Histoire simple en apparence donc, mais une histoire d'une violence inouïe si on considère la vie de chacune des femmes de la lignée :

- Rose Bustamente, qui gagne sa vie en se prostituant, puis jusqu'à un âge avancé, est amenée à pêcher des poissons volants en mer pour se nourrir et nourrir sa fille née tardivement après une liaison avec Jeronimo, homme pas très recommandable dont on ignore le passé et qui semble être venu se réfugier sur l'île pour une raison inconnue du lecteur.
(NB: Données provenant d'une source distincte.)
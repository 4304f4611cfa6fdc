//! Terminal rendering of trial scenes
//!
//! Every scene is drawn centered on the screen measured at startup. Photos
//! become a labeled placeholder box (a terminal cannot blit a jpeg; the
//! label keeps dry runs performable). Methods queue crossterm commands;
//! `commit` flushes them as one frame.

use std::io::{stdout, Stdout, Write};

use crossterm::{
    cursor, queue,
    style::{Color, Print, ResetColor, SetForegroundColor},
    terminal::{self, ClearType},
};

use crate::error::Result;
use crate::surface::Key;

const BOX_WIDTH: u16 = 28;
const BOX_HEIGHT: u16 = 9;

/// Queues scene drawing onto stdout
pub struct Screen {
    out: Stdout,
    cols: u16,
    rows: u16,
}

impl Screen {
    pub fn new() -> Result<Self> {
        let (cols, rows) = terminal::size()?;
        Ok(Screen {
            out: stdout(),
            cols,
            rows,
        })
    }

    fn center(&self, width: u16) -> (u16, u16) {
        (self.cols.saturating_sub(width) / 2, self.rows / 2)
    }

    /// Queue a full clear; every frame starts from a blank screen
    pub fn clear(&mut self) -> Result<()> {
        queue!(
            self.out,
            terminal::Clear(ClearType::All),
            cursor::MoveTo(0, 0),
            cursor::Hide
        )?;
        Ok(())
    }

    pub fn fixation(&mut self) -> Result<()> {
        let (col, row) = self.center(1);
        queue!(
            self.out,
            cursor::MoveTo(col, row),
            SetForegroundColor(Color::White),
            Print("+"),
            ResetColor
        )?;
        Ok(())
    }

    /// Placeholder box standing in for the photo
    pub fn image_box(&mut self, label: &str) -> Result<()> {
        let (col, mid) = self.center(BOX_WIDTH);
        let top = mid.saturating_sub(BOX_HEIGHT / 2);
        let inner = (BOX_WIDTH - 2) as usize;

        queue!(self.out, SetForegroundColor(Color::DarkGrey))?;
        queue!(
            self.out,
            cursor::MoveTo(col, top),
            Print(format!("┌{}┐", "─".repeat(inner)))
        )?;
        for line in 1..BOX_HEIGHT - 1 {
            queue!(
                self.out,
                cursor::MoveTo(col, top + line),
                Print(format!("│{}│", " ".repeat(inner)))
            )?;
        }
        queue!(
            self.out,
            cursor::MoveTo(col, top + BOX_HEIGHT - 1),
            Print(format!("└{}┘", "─".repeat(inner))),
            ResetColor
        )?;

        let text: String = label.chars().take(inner).collect();
        let text_col = col + 1 + (inner.saturating_sub(text.chars().count()) / 2) as u16;
        queue!(
            self.out,
            cursor::MoveTo(text_col, top + BOX_HEIGHT / 2),
            SetForegroundColor(Color::Cyan),
            Print(text),
            ResetColor
        )?;
        Ok(())
    }

    pub fn word(&mut self, word: &str) -> Result<()> {
        let (col, row) = self.center(word.chars().count() as u16);
        queue!(
            self.out,
            cursor::MoveTo(col, row),
            SetForegroundColor(Color::White),
            Print(word),
            ResetColor
        )?;
        Ok(())
    }

    pub fn feedback(&mut self, correct: bool) -> Result<()> {
        let (text, color) = if correct {
            ("CORRECT", Color::Green)
        } else {
            ("WRONG", Color::Red)
        };
        let (col, row) = self.center(text.len() as u16);
        queue!(
            self.out,
            cursor::MoveTo(col, row),
            SetForegroundColor(color),
            Print(text),
            ResetColor
        )?;
        Ok(())
    }

    pub fn round_intro(&mut self, round: usize) -> Result<()> {
        let text = format!("Round {round}");
        let (col, row) = self.center(text.len() as u16);
        queue!(
            self.out,
            cursor::MoveTo(col, row),
            SetForegroundColor(Color::Yellow),
            Print(text),
            ResetColor
        )?;
        Ok(())
    }

    pub fn slow_notice(&mut self) -> Result<()> {
        let text = "TOO SLOW";
        let (col, row) = self.center(text.len() as u16);
        queue!(
            self.out,
            cursor::MoveTo(col, row),
            SetForegroundColor(Color::Red),
            Print(text),
            ResetColor
        )?;
        Ok(())
    }

    pub fn rest_break(&mut self, resume: (Key, Key)) -> Result<()> {
        let line1 = "Take a break.";
        let line2 = format!(
            "Press {} then {} to continue.",
            resume.0.label(),
            resume.1.label()
        );
        let (col1, row) = self.center(line1.len() as u16);
        let (col2, _) = self.center(line2.chars().count() as u16);
        queue!(
            self.out,
            cursor::MoveTo(col1, row),
            SetForegroundColor(Color::Cyan),
            Print(line1),
            cursor::MoveTo(col2, row + 2),
            Print(line2),
            ResetColor
        )?;
        Ok(())
    }

    /// Flush everything queued since the last commit as one frame
    pub fn commit(&mut self) -> Result<()> {
        self.out.flush()?;
        Ok(())
    }

    /// Restore the cursor and leave a clean screen
    pub fn shutdown(&mut self) -> Result<()> {
        queue!(
            self.out,
            terminal::Clear(ClearType::All),
            cursor::MoveTo(0, 0),
            cursor::Show,
            ResetColor
        )?;
        self.out.flush()?;
        Ok(())
    }
}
- Violette, pauvre petite fille sans repère ( bien que sa mère, Rose ait essayé de lui en donner avec les moyens qu'elle possédait),

- Vera Candida notre héroïne, femme à la fois de caractère, ne se laissant pas manipuler, et fragile à la fois : la vie lui imposera des épreuves qu'elle assumera tout en se montrant parfois passive face à certaines situations : exploitation dans le travail, accueil des événements sans révolte apparente. Par deux fois elle choisit la fuite par amour pour ceux qu'elle aime.

- Monica-Rose qui aura la chance de pouvoir s'instruire et vraisemblablement de s'émanciper.
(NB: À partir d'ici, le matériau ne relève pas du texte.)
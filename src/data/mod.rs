//! Tabular Data: stimulus table loading and result persistence
//!
//! # Components
//! - `config.rs`: CSV stimulus tables normalized into fixed-shape rows
//! - `output.rs`: per-session trial CSV and the cross-session overview

pub mod config;
pub mod output;

pub use config::{load_stimulus_rows, split_former_latter, StimulusRow};
pub use output::{append_overview, write_session_csv, Participant};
En observant le parcours de Vera Candida, on peut penser à la résilience : mise au monde par une mère dans l'incapacité de l'élever, et éduquée par sa grand-mère, elle subit une épreuve qui générerait un traumatisme important chez toute femme ayant vécu une telle situation, elle choisit la fuite, elle décide de s'en sortir et de donner à sa fille une autre vie, une vie un peu moins difficile que la vie qui aurait été la sienne à Vatapuna et on peut à nouveau parler chez Monica-Rose de résilience car elle est porteuse de tout ce qu'ont pu subir ses aïeules, il serait intéressant connaître le point de vue d'un psychologue sur cette question.

Vera Candida porte en elle l'évolution de la lignée : Rose, sa grand-mère est ancrée à Vatapuna, elle y mourra, Violette incapable de s'en sortir, se laissera prendre dans les filets de cette île, Vera Candida fuira Vatapuna, sans doute pour échapper à un destin similaire à celui de sa grand-mère puis s'y réfugiera à nouveau, mais Monica Rose, elle partira vers une vie toute autre et ne connaîtra jamais cette île.
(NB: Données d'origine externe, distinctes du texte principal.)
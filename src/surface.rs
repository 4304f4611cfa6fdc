//! Display/audio/input surface abstraction
//!
//! The trial engine and the session orchestrator never talk to a terminal,
//! a window or a sound card directly; they consume the `Surface` trait:
//! - `draw`/`present`: draw-then-commit display (a bare `present` commits a
//!   blank frame)
//! - `wait_key`: bounded (or unbounded) blocking key read with an accepted
//!   set
//! - `play`: fire-and-forget audio
//! - `elapsed`: monotonic clock
//!
//! `cli` provides the real crossterm/rodio implementation; `sim` provides a
//! scripted one for tests.

use std::fs::File;
use std::path::{Path, PathBuf};
use std::sync::Arc;
use std::time::Duration;

use crate::error::{Error, Result};

/// A key the experiment distinguishes. Everything else is dropped at the
/// surface boundary.
#[derive(Debug, Clone, Copy, PartialEq, Eq, Hash)]
pub enum Key {
    /// Printable character (space included, as `Char(' ')`)
    Char(char),
    Enter,
    Escape,
}

impl Key {
    /// Human-readable label for on-screen hints
    pub fn label(&self) -> String {
        match self {
            Key::Char(' ') => "SPACE".to_string(),
            Key::Char(c) => c.to_uppercase().to_string(),
            Key::Enter => "ENTER".to_string(),
            Key::Escape => "ESC".to_string(),
        }
    }
}

/// Key assignments for one session
///
/// `first`/`second` answer "which word matches the photo"; `cancel` aborts
/// the session; `resume` is the deliberate two-step rest-break gesture.
#[derive(Debug, Clone, Copy, PartialEq, Eq)]
pub struct KeyBindings {
    pub first: Key,
    pub second: Key,
    pub cancel: Key,
    pub resume: (Key, Key),
}

impl Default for KeyBindings {
    fn default() -> Self {
        KeyBindings {
            first: Key::Char('q'),
            second: Key::Char('p'),
            cancel: Key::Escape,
            resume: (Key::Char('z'), Key::Char('m')),
        }
    }
}

impl KeyBindings {
    /// All five bound keys must be pairwise distinct, otherwise a response
    /// could be read as a cancellation (or vice versa) mid-trial.
    pub fn validate(&self) -> Result<()> {
        let keys = [
            self.first,
            self.second,
            self.cancel,
            self.resume.0,
            self.resume.1,
        ];
        for i in 0..keys.len() {
            for j in (i + 1)..keys.len() {
                if keys[i] == keys[j] {
                    return Err(Error::Config(format!(
                        "key {} is bound twice",
                        keys[i].label()
                    )));
                }
            }
        }
        Ok(())
    }
}

/// Handle to a photo stimulus. Opened once per configuration row and shared
/// by every trial generated from it.
#[derive(Debug)]
pub struct ImageRef {
    path: PathBuf,
    label: String,
}

impl ImageRef {
    /// Verifies the file is readable now so a missing photo surfaces at
    /// session setup instead of mid-block.
    pub fn open(path: &Path) -> Result<Arc<Self>> {
        File::open(path).map_err(|_| Error::AssetMissing {
            path: path.to_path_buf(),
        })?;
        let label = path
            .file_stem()
            .map(|s| s.to_string_lossy().into_owned())
            .unwrap_or_default();
        Ok(Arc::new(ImageRef {
            path: path.to_path_buf(),
            label,
        }))
    }

    pub fn path(&self) -> &Path {
        &self.path
    }

    /// File stem, used by placeholder renderers
    pub fn label(&self) -> &str {
        &self.label
    }

    /// Test constructor that skips the filesystem check
    #[cfg(test)]
    pub fn fake(label: &str) -> Arc<Self> {
        Arc::new(ImageRef {
            path: PathBuf::from(format!("{label}.jpeg")),
            label: label.to_string(),
        })
    }
}

/// Handle to an audio clip, played fire-and-forget at stimulus onset
#[derive(Debug, Clone, PartialEq, Eq)]
pub struct AudioRef {
    path: PathBuf,
}

impl AudioRef {
    pub fn open(path: &Path) -> Result<Self> {
        File::open(path).map_err(|_| Error::AssetMissing {
            path: path.to_path_buf(),
        })?;
        Ok(AudioRef {
            path: path.to_path_buf(),
        })
    }

    pub fn path(&self) -> &Path {
        &self.path
    }

    #[cfg(test)]
    pub fn fake(name: &str) -> Self {
        AudioRef {
            path: PathBuf::from(format!("{name}.wav")),
        }
    }
}

/// Everything a surface can be asked to draw
#[derive(Debug, Clone, Copy)]
pub enum Visual<'a> {
    /// Central fixation cross
    Fixation,
    /// Photo stimulus (terminals render a labeled placeholder box)
    Image(&'a ImageRef),
    /// Candidate word, centered
    Word(&'a str),
    /// Right/wrong feedback scene
    Feedback { correct: bool },
    /// "Round N" splash before a block
    RoundIntro { round: usize },
    /// "Too slow" notice after a finite final gap elapses
    SlowNotice,
    /// Rest checkpoint with the resume gesture hint
    RestBreak { resume: (Key, Key) },
}

/// The display/audio/input capabilities the core consumes.
///
/// Single-threaded, phase-blocking: `wait_key` is the only suspension point,
/// and `play` returns immediately.
pub trait Surface {
    /// Queue an element for the next `present`
    fn draw(&mut self, element: &Visual) -> Result<()>;

    /// Commit everything drawn since the last present; with nothing drawn,
    /// commits a blank frame
    fn present(&mut self) -> Result<()>;

    /// Block until an accepted key arrives or `timeout` elapses
    /// (`None` = wait indefinitely).
    ///
    /// Contract: stale input buffered before the call is discarded, and when
    /// several accepted keys sit in the same ready batch, the one listed
    /// latest in `accepted` wins. Callers list the cancellation key last so
    /// it beats a simultaneous response key.
    fn wait_key(&mut self, timeout: Option<Duration>, accepted: &[Key]) -> Result<Option<Key>>;

    /// Start playback and return without awaiting it
    fn play(&mut self, clip: &AudioRef) -> Result<()>;

    /// Monotonic time since the surface was brought up
    fn elapsed(&self) -> Duration;
}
Les hommes dans la vie de Vera Candida ont également attiré mon attention : violeurs pour un certain nombre d'entre eux, et qui sont à l'origine de l'extrême méfiance de la jeune femme et de sa situation précaire, ou exploiteurs si on pense à son chef dans cette usine de paniers repas où elle travaille de nuit, et puis survient itxaga, journaliste à l'origine de la fermeture du refuge pour mères célibataires ou s'est installé Vera Candida, mais qui apparaît comme une sorte de justicier, personnage qui renforce la vision que l'on peut avoir de ces hommes tel que Vera Candida les considère : plus il se montre humain, plus les autres apparaissent comme des monstres.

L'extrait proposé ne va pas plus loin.